The two men then approached him and demanded he buy more candy.

“I started putting my phone in my pocket and he started laughing at me,” the teen said. “He called his friend over and his friend was like, ‘Hey, you helped him out, you gonna help me out now?’”

“He started getting mad. He was like, ‘Wow, that’s some b-tch sh-t,’” Zach recounted. “I should poke you.’ He reached into his pocket like he was going to take out a knife. He was pretty much like, ‘Don’t move or I’m going to stab you.’”

They demanded his iPhone 7S and the teen, intimidated, turned it over.

Screenshot of a digital money transfer Zach Sparacino sent to a cyber-mugger Jan. 13, 2020, at the Union Square subway station. A pair of goons cyber-mugged a Manhattan teen Sunday when they met him in real life and forced him to send them $100 using a cash app.
Screenshot of the money transfer.

“He went on my cash app and typed in his information and sent himself $100 and then gave my phone back,” he said.

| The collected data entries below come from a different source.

//! The record-keeping flows the form and the CLI drive.
//!
//! A [`Ledger`] owns a store and shares an immutable [`SchemaMap`]. Every
//! operation re-reads what it needs from the store; nothing remote is
//! cached between calls.
//!
//! # Example
//!
//! ```rust,ignore
//! use std::sync::Arc;
//! use peitrack::ledger::Ledger;
//!
//! let ledger = Ledger::new(store, Arc::new(schema), settings.tables.clone());
//! let draft = ledger.prefill("123").await?;
//! let written = ledger.submit(record).await?;
//! ledger.update(&written.text(Field::IdRegistro), updates).await?;
//! ```

use chrono::Local;
use std::sync::Arc;
use tracing::info;
use uuid::Uuid;

use crate::config::TableNames;
use crate::directory::UnitDirectory;
use crate::error::{LedgerResult, WriteError};
use crate::form::FormDraft;
use crate::history::{history_for, latest, HeaderResolution, HistoryAdapter};
use crate::models::{Field, Record};
use crate::schema::{SchemaMap, IDENTIFIER_FIELD, UPDATE_KEY_HEADER};
use crate::table::TableStore;
use crate::validation::{ensure_valid, validate};
use crate::writer::{RecordWriter, RowPatch};

/// Format of the `last_updated` stamp.
pub const TIMESTAMP_FORMAT: &str = "%Y-%m-%d %H:%M:%S";

/// Author stamped when the caller does not name one.
pub const DEFAULT_AUTHOR: &str = "peitrack";

pub struct Ledger<S> {
    store: S,
    schema: Arc<SchemaMap>,
    tables: TableNames,
    author: String,
}

impl<S: TableStore> Ledger<S> {
    pub fn new(store: S, schema: Arc<SchemaMap>, tables: TableNames) -> Self {
        Self {
            store,
            schema,
            tables,
            author: DEFAULT_AUTHOR.to_string(),
        }
    }

    pub fn with_author(mut self, author: impl Into<String>) -> Self {
        self.author = author.into();
        self
    }

    pub fn store(&self) -> &S {
        &self.store
    }

    pub fn schema(&self) -> &SchemaMap {
        &self.schema
    }

    pub fn tables(&self) -> &TableNames {
        &self.tables
    }

    fn writer(&self) -> RecordWriter<'_, S> {
        RecordWriter::new(&self.store, &self.schema)
    }

    async fn read_records(&self, table: &str) -> LedgerResult<Vec<Record>> {
        let remote = self.store.read_table(table).await?;
        Ok(HistoryAdapter::new(&self.schema).adapt_table(&remote)?)
    }

    /// Every history record.
    pub async fn all_history(&self) -> LedgerResult<Vec<Record>> {
        self.read_records(&self.tables.history).await
    }

    /// History records of one unit, in table order.
    pub async fn history(&self, codigo: &str) -> LedgerResult<Vec<Record>> {
        let records = self.all_history().await?;
        let found = history_for(&records, codigo);
        info!(codigo, rows = found.len(), "history lookup");
        Ok(found)
    }

    /// Most recent history record of one unit.
    pub async fn latest(&self, codigo: &str) -> LedgerResult<Option<Record>> {
        let records = self.history(codigo).await?;
        Ok(latest(&records).cloned())
    }

    /// Form draft seeded from the unit's latest record, or the defaults
    /// when it has none.
    pub async fn prefill(&self, codigo: &str) -> LedgerResult<FormDraft> {
        Ok(self
            .latest(codigo)
            .await?
            .map(|record| FormDraft::from_record(&record))
            .unwrap_or_default())
    }

    pub async fn directory(&self) -> LedgerResult<UnitDirectory> {
        let records = self.read_records(&self.tables.units).await?;
        Ok(UnitDirectory::from_records(&records))
    }

    /// Rule violations for `record`; empty when it may be written.
    pub fn check(&self, record: &Record) -> Vec<String> {
        validate(record)
    }

    /// Validate, stamp and append a new history record. Returns the record
    /// as written, including its fresh `id_registro`.
    pub async fn submit(&self, record: Record) -> LedgerResult<Record> {
        require_identifier(&record)?;
        ensure_valid(&record)?;

        let record = if record.is_blank(Field::IdRegistro) {
            record.with(Field::IdRegistro, Uuid::new_v4().to_string())
        } else {
            record
        };
        let record = self.stamp(record);

        self.writer().append(&self.tables.history, &record).await?;
        info!(
            codigo = %record.text(Field::Codigo),
            id_registro = %record.text(Field::IdRegistro),
            "record submitted"
        );
        Ok(record)
    }

    /// Merge `updates` into the history row keyed by `id_registro`. The
    /// merged row, as rebuilt from the row read right before the write,
    /// must keep its `codigo` and pass validation. Returns the row index
    /// written.
    pub async fn update(&self, id_registro: &str, updates: Record) -> LedgerResult<usize> {
        let table = &self.tables.history;
        let updates = self.stamp(updates.without(Field::IdRegistro));
        let writer = self.writer();
        let adapter = HistoryAdapter::new(&self.schema);

        let (headers, patch) = writer.plan(table, UPDATE_KEY_HEADER, id_registro, &updates).await?;
        let check = |patch: &RowPatch| -> LedgerResult<()> {
            let merged = adapter
                .adapt(&headers, std::slice::from_ref(&patch.values))?
                .into_iter()
                .next()
                .unwrap_or_default();
            require_identifier(&merged)?;
            ensure_valid(&merged)?;
            Ok(())
        };

        writer
            .commit_checked(table, UPDATE_KEY_HEADER, &headers, patch, &updates, check)
            .await
    }

    /// How each live header of `table` resolves.
    pub async fn header_report(&self, table: &str) -> LedgerResult<Vec<HeaderResolution>> {
        let headers = self.store.list_columns(table).await?;
        Ok(HistoryAdapter::new(&self.schema).resolve_headers(&headers))
    }

    /// Set `last_updated`, and `updated_by` unless the caller named one.
    fn stamp(&self, record: Record) -> Record {
        let record = record.with(Field::LastUpdated, Local::now().format(TIMESTAMP_FORMAT).to_string());
        if record.is_blank(Field::UpdatedBy) {
            record.with(Field::UpdatedBy, self.author.as_str())
        } else {
            record
        }
    }
}

fn require_identifier(record: &Record) -> Result<(), WriteError> {
    if record.is_blank(IDENTIFIER_FIELD) {
        return Err(WriteError::MissingIdentifier {
            field: IDENTIFIER_FIELD.to_string(),
        });
    }
    Ok(())
}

That’s when Zach realized that the bumbling thief “left all his cash app information on my phone.”

“So then after I found that out I went on my phone and started recording and started following them and accusing them of taking money out of my account,” he said.

“They were arguing, saying, ‘I didn’t do that, bro,’ but it was obvious he did because he left his information on my phone. And they were like, ‘That’s what you get for not giving us money.”

Zach then took all the information to the police, according to his father.

“It’s only a matter of time before the police find them,” said his dad.

Police are investigating whether the mugger can be identified through the app or the phone video.